Dataset entries
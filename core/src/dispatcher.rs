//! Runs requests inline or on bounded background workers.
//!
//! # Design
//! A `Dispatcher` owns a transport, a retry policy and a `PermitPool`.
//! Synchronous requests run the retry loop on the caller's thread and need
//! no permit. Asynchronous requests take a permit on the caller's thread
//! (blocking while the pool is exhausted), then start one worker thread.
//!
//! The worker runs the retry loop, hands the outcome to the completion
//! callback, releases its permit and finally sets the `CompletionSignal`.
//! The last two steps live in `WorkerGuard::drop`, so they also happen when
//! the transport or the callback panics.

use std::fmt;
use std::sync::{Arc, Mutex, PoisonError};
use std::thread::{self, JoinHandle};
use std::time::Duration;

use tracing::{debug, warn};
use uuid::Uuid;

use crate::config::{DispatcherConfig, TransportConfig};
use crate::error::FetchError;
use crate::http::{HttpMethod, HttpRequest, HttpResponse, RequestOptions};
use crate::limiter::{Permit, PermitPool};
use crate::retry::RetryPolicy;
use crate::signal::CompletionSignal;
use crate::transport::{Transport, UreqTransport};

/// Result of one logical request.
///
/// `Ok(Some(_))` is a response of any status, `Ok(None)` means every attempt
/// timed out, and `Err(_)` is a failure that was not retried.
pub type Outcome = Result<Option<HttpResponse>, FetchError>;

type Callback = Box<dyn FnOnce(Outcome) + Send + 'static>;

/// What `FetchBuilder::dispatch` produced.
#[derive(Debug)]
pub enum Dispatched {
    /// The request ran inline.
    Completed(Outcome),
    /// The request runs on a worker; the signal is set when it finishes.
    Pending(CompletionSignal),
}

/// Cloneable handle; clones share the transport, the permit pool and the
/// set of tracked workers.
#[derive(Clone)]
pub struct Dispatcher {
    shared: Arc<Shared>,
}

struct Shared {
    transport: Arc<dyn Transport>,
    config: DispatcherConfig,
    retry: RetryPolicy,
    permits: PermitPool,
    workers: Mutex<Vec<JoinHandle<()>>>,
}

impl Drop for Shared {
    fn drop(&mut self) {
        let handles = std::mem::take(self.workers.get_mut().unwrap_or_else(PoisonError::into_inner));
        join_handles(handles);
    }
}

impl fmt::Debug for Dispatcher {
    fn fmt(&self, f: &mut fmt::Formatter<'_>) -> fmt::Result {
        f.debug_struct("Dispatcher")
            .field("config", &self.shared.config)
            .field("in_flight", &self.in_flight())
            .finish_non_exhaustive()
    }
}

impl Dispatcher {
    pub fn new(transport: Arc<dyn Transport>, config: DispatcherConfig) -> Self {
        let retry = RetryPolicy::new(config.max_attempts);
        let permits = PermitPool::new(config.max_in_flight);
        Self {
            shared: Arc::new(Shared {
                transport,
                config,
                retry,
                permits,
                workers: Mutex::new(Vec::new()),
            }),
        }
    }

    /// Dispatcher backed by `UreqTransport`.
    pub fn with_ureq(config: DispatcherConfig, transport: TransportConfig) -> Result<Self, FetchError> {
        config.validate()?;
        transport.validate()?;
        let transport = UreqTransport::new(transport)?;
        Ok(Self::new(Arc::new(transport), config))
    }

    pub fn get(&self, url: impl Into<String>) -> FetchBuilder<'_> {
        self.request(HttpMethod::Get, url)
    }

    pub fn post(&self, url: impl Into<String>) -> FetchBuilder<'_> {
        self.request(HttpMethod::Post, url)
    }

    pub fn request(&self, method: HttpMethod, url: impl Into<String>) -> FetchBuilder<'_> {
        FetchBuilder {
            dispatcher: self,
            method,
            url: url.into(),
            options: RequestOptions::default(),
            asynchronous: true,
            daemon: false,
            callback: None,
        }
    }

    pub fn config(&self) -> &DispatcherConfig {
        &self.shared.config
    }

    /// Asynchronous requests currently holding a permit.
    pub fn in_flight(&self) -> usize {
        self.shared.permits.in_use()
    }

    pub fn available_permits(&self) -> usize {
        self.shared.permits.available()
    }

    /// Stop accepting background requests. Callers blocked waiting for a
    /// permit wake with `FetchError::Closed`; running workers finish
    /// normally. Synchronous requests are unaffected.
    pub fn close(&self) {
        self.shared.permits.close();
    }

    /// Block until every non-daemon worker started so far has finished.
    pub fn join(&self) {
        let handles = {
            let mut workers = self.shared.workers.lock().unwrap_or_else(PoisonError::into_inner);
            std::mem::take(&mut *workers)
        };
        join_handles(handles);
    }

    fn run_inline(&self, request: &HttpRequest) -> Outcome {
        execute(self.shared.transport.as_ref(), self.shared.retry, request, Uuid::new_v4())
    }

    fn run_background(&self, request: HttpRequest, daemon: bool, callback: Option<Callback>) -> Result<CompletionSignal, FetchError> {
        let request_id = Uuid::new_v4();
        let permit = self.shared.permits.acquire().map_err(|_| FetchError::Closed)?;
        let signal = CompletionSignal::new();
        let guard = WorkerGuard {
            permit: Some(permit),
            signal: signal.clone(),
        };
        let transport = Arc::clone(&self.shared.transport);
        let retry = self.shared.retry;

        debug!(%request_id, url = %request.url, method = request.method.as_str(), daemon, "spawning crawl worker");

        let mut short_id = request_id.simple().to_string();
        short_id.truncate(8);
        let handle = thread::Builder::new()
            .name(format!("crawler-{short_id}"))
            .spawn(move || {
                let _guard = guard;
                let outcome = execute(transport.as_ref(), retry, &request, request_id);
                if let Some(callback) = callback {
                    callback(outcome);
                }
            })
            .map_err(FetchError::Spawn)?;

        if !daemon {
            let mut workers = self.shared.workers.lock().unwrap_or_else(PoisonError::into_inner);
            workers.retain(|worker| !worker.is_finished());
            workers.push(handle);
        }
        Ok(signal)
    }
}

AIM OF THE EXERCISE
Pick out, from the lines above, every one that contains the string "PermitPool".

OUTPUT BELOW
//! A `Dispatcher` owns a transport, a retry policy and a `PermitPool`.
use crate::limiter::{Permit, PermitPool};
    permits: PermitPool,
        let permits = PermitPool::new(config.max_in_flight);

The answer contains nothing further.